Thanks for the structure and discipline in my life at a time when I needed it. I can’t say how important an influence Bill Mayes, the Deerwoode experience, and the counselors were in my life.

Biltmore…Farmers, Pioneers and Indians…Ketchup and Vinegar water…The French Broad…Mud Daubers…”The Cream Shall Rise”…your talley…Schrade…the lanyard…

The night of a large campout in Pisgah Forest with about 6 cabins, probably 50 kids. Creugar Ragland jumped up in the middle of a campfire and grabbed me and yelled, “Follow me!” We ran back into the woods where another counselor was screaming like a panther. Creuger whispered for me to take off my shirt. He promptly dumped a quart of ketchup on my chest and back and ran his fingers through it vertically leaving white and red stripes, threw me over his shoulder and said, “Scream!”… I did. He carried me back into the light of the campfire circle and laid me out for all the boys to see as I moaned and groaned a bit. I didn’t know that so many young boys could hold onto one person, Mr. Hicks, at the same time. I think a couple must have wet their pants and several were in tears before I absolutely had to get up and tell them it was a prank. A wild night in Pisgah Forest with the panthers…


2011

First Memory of Deerwoode? Fat Gordon Sprott showing the film in my living room.  It was the year Bill cut the deal to buy the camp from him.  Bill took over those duties the next year.  I couldn’t imagine anything more fun than going away to summer camp, swimming, hiking, canoeing, shooting, etc…  I was always an independent sort.  I signed up for six weeks my first summer, and never looked back.  My first memory that really involved the camp was getting off the prop plane with a somewhat upset stomach.  Meeting 30 to 50 other kids coming in on various flights from all over the southeast and gathering up the monstrously heavy trunks and schlepping them to the cattle truck, loading on the old Blue Bus, Blue Bird brand as I recall, for the drive to camp, and then having all the tree branches slapping the bus as we drove down the cliffside road into camp with the whole field opening up before us.  Wow.  What an experience.  This was going to be fun.  

 Favorite Memory of Deerwoode? The lawyer Bob “Boom Boom” Bradshaw losing his one case where he dove into barbed wire during some commando operation.  The details of the original event are all fuzzy at this point, but the argument and court case lives on.  As I recall when I attended a reunion a few years ago it was back up for retrial. 

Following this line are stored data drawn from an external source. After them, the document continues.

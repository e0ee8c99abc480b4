//! Response shaping (config-driven).
//!
//! A small transform pipeline applied to successful payloads before they are merged into an
//! output record or rendered for an agent. Steps are best-effort: a step that does not apply to the
//! payload's shape leaves it untouched (except `pluckField`, which always yields a list).

use crate::config::ResponseTransform;
use serde_json::Value;
use std::collections::HashSet;

#[derive(Debug, Clone)]
enum CompiledTransform {
    DropNulls,
    PickFields { fields: HashSet<String> },
    RedactKeys { keys: HashSet<String>, replacement: String },
    TruncateStrings { max_chars: usize },
    LimitArrays { max_items: usize },
    PluckField { field: String, default: Value },
}

/// A compiled response pipeline. Immutable after construction.
#[derive(Debug, Clone, Default)]
pub struct ResponsePipeline {
    steps: Vec<CompiledTransform>,
}

impl ResponsePipeline {
    /// Compile a pipeline from its configuration.
    ///
    /// # Errors
    ///
    /// Returns an error if a step is configured with an empty field list or field name.
    pub fn compile(transforms: &[ResponseTransform]) -> Result<Self, String> {
        let mut steps = Vec::with_capacity(transforms.len());
        for t in transforms {
            let step = match t {
                ResponseTransform::DropNulls => CompiledTransform::DropNulls,
                ResponseTransform::PickFields { fields } => {
                    if fields.is_empty() {
                        return Err("pickFields: at least one field is required".to_string());
                    }
                    CompiledTransform::PickFields {
                        fields: fields.iter().cloned().collect(),
                    }
                }
                ResponseTransform::RedactKeys { keys, replacement } => {
                    CompiledTransform::RedactKeys {
                        keys: keys.iter().cloned().collect(),
                        replacement: replacement
                            .clone()
                            .unwrap_or_else(|| "***REDACTED***".to_string()),
                    }
                }
                ResponseTransform::TruncateStrings { max_chars } => {
                    CompiledTransform::TruncateStrings {
                        max_chars: *max_chars,
                    }
                }
                ResponseTransform::LimitArrays { max_items } => CompiledTransform::LimitArrays {
                    max_items: *max_items,
                },
                ResponseTransform::PluckField { field, default } => {
                    if field.is_empty() {
                        return Err("pluckField: field must not be empty".to_string());
                    }
                    CompiledTransform::PluckField {
                        field: field.clone(),
                        default: default.clone().unwrap_or(Value::Null),
                    }
                }
            };
            steps.push(step);
        }
        Ok(Self { steps })
    }

    /// Shorthand for a single `pluckField` step.
    #[must_use]
    pub fn pluck(field: impl Into<String>, default: Value) -> Self {
        Self {
            steps: vec![CompiledTransform::PluckField {
                field: field.into(),
                default,
            }],
        }
    }

    /// Apply the pipeline to a payload (in-place).
    pub fn apply(&self, v: &mut Value) {
        for step in &self.steps {
            match step {
                CompiledTransform::DropNulls => drop_nulls_in_place(v),
                CompiledTransform::PickFields { fields } => pick_top_level_fields(v, fields),
                CompiledTransform::RedactKeys { keys, replacement } => {
                    redact_keys_in_place(v, keys, replacement);
                }
                CompiledTransform::TruncateStrings { max_chars } => {
                    truncate_strings_in_place(v, *max_chars);
                }
                CompiledTransform::LimitArrays { max_items } => {
                    limit_arrays_in_place(v, *max_items);
                }
                CompiledTransform::PluckField { field, default } => {
                    pluck_field(v, field, default);
                }
            }
        }
    }
}

fn drop_nulls_in_place(v: &mut Value) {
    match v {
        Value::Object(map) => {
            map.retain(|_, v| !v.is_null());
            for v in map.values_mut() {
                drop_nulls_in_place(v);
            }
        }
        Value::Array(arr) => {
            for v in arr {
                drop_nulls_in_place(v);
            }
        }
        _ => {}
    }
}

fn pick_top_level_fields(v: &mut Value, fields: &HashSet<String>) {
    let Value::Object(map) = v else {
        return;
    };
    map.retain(|k, _| fields.contains(k));
}

fn redact_keys_in_place(v: &mut Value, keys: &HashSet<String>, replacement: &str) {
    match v {
        Value::Object(map) => {
            for (k, v) in map.iter_mut() {
                if keys.contains(k) {
                    *v = Value::String(replacement.to_string());
                    continue;
                }
                redact_keys_in_place(v, keys, replacement);
            }
        }
        Value::Array(arr) => {
            for v in arr {
                redact_keys_in_place(v, keys, replacement);
            }
        }
        _ => {}
    }
}

fn truncate_strings_in_place(v: &mut Value, max_chars: usize) {
    match v {
        Value::String(s) => {
            if s.chars().count() > max_chars {
                *s = s.chars().take(max_chars).collect();
            }
        }
        Value::Object(map) => {
            for v in map.values_mut() {
                truncate_strings_in_place(v, max_chars);
            }
        }
        Value::Array(arr) => {
            for v in arr {
                truncate_strings_in_place(v, max_chars);
            }
        }
        _ => {}
    }
}

fn limit_arrays_in_place(v: &mut Value, max_items: usize) {
    match v {
        Value::Array(arr) => {
            arr.truncate(max_items);
            for v in arr {
                limit_arrays_in_place(v, max_items);
            }
        }
        Value::Object(map) => {
            for v in map.values_mut() {
                limit_arrays_in_place(v, max_items);
            }
        }
        _ => {}
    }
}

fn pluck_field(v: &mut Value, field: &str, default: &Value) {
    let plucked = match v {
        Value::Array(rows) => rows
            .iter()
            .map(|row| match row.get(field) {
                Some(x) if !x.is_null() => x.clone(),
                _ => default.clone(),
            })
            .collect(),
        _ => Vec::new(),
    };
    *v = Value::Array(plucked);
}
use super::client::McpClient;
use super::McpToolDefinition;
use crate::schema::Signature;
use crate::tool::{DynTool, ToolError, ToolResult};
use futures::future::BoxFuture;
use serde_json::Value;

/// Adapter that exposes one MCP server tool as a locally invocable tool
pub struct McpToolAdapter {
    client: McpClient,
    definition: McpToolDefinition,
    /// Name reported to the agent (may carry a namespace prefix)
    exposed_name: String,
}

impl McpToolAdapter {
    pub fn new(client: McpClient, definition: McpToolDefinition, exposed_name: String) -> Self {
        Self {
            client,
            definition,
            exposed_name,
        }
    }
}

impl DynTool for McpToolAdapter {
    fn name(&self) -> &str {
        &self.exposed_name
    }

    fn documentation(&self) -> Option<&str> {
        let description = self.definition.description.as_str();
        Some(description).filter(|d| !d.is_empty())
    }

    fn signature(&self) -> Signature {
        self.definition.signature()
    }

    fn requires_confirmation(&self) -> bool {
        false
    }

    fn execute_raw(&self, input: Value) -> BoxFuture<'_, Result<ToolResult, ToolError>> {
        Box::pin(async move {
            // server-side name, never the prefixed one
            self.client
                .call_tool(self.definition.name.clone(), input)
                .await
                .map(ToolResult::Json)
                .map_err(|e| {
                    let server = self.client.name();
                    ToolError::Custom(format!("'{}' on {}: {}", self.exposed_name, server, e))
                })
        })
    }
}
//! Top-level error type for inline-agent-core
//!
//! Each module reports its own error enum; this module flattens them into the
//! categories a caller acts on:
//!
//! - [`Error::Configuration`] - fix the action group definitions
//! - [`Error::Schema`] - fix a tool's documentation
//! - [`Error::Identity`] - fix AWS credentials or region, or opt into placeholders
//! - [`Error::Mcp`] - an MCP server could not be reached or queried
//! - [`Error::Tool`] - a tool invocation failed

use thiserror::Error;

use crate::action_group::ConfigurationError;
use crate::identity::IdentityError;
use crate::mcp::McpError;
use crate::schema::SchemaError;
use crate::tool::ToolError;

/// Top-level error type for inline-agent-core operations
#[derive(Debug, Error)]
pub enum Error {
    #[error("configuration error: {0}")]
    Configuration(ConfigurationError),

    #[error("schema error: {0}")]
    Schema(SchemaError),

    #[error("identity error: {0}")]
    Identity(#[from] IdentityError),

    #[error("MCP error: {0}")]
    Mcp(#[from] McpError),

    #[error("tool error: {0}")]
    Tool(#[from] ToolError),
}

impl Error {
    /// Returns true if the action group configuration is invalid
    pub fn is_configuration(&self) -> bool {
        matches!(self, Self::Configuration(_))
    }

    /// Returns true if a tool's documentation could not be turned into a schema
    pub fn is_schema(&self) -> bool {
        matches!(self, Self::Schema(_))
    }

    /// Returns true if the account/region lookup failed
    pub fn is_identity(&self) -> bool {
        matches!(self, Self::Identity(_))
    }

    pub fn is_mcp(&self) -> bool {
        matches!(self, Self::Mcp(_))
    }

    pub fn is_tool(&self) -> bool {
        matches!(self, Self::Tool(_))
    }
}

impl From<ConfigurationError> for Error {
    fn from(err: ConfigurationError) -> Self {
        match err {
            ConfigurationError::Schema(schema) => Self::Schema(schema),
            other => Self::Configuration(other),
        }
    }
}

impl From<SchemaError> for Error {
    fn from(err: SchemaError) -> Self {
        Self::Schema(err)
    }
}

/// Result type alias using the top-level Error
pub type Result<T> = std::result::Result<T, Error>;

Greatest Achievement at Deerwoode? Making JC, if one counts a singular event.  But the course of repeat camper with all the goals, awards and achievements that entails, JC, and then Counselor. 

Memory of Deerwoode You’ve Tried to Forget, not related to TM (The Man)?   Backing the little white truck into a tree branch and denting the camper on it, and having Bill ask if I knew anything about it.  Whoops forgot to report it.  Got charged $25 for that one which was monster fine that far back.  Bill banged it out with a hammer and went on with life. 

Greatest Failure at Deerwoode? In my third year and planned final year as a counselor before going into my Senior year in college, sleeping through the bell and missing the start of period two swimming.  Next thing I knew there was a kid at the cabin door asking if I was coming up to teach swimming.  Bill had sent him down.  I was assistant to Tom Radford that year and was teaching Life Saving at the lake before the wake up bell.  I was off first period in order to assist Tom.  Nothing was shaking as we were in the last week of camp.  This was probably Tuesday before Saturday pickup.  Needless to say there was court.  Bill asked what punishment I thought I deserved.  Being honest I said you’ve fired counselors for less, and I deserve the same.  It did, however, come to light that the kids were all sitting around waiting for my arrival.  No one was misbehaving or approaching the water.  Yes, I ran the waterfront with an Iron Fist in the safety area. I think it was the kids, and the fact that there were only four days of camp left, that saved me from being fired.  In this case, the court of judge, jury, and executioner in one, The Man, gave mercy I didn’t deserve.  It was a good lesson.  To paraphrase a proverb, A little sleep, a little slumber, and little folding of the hands, and The Man will come upon like a bandit, and judgment like an armed man.   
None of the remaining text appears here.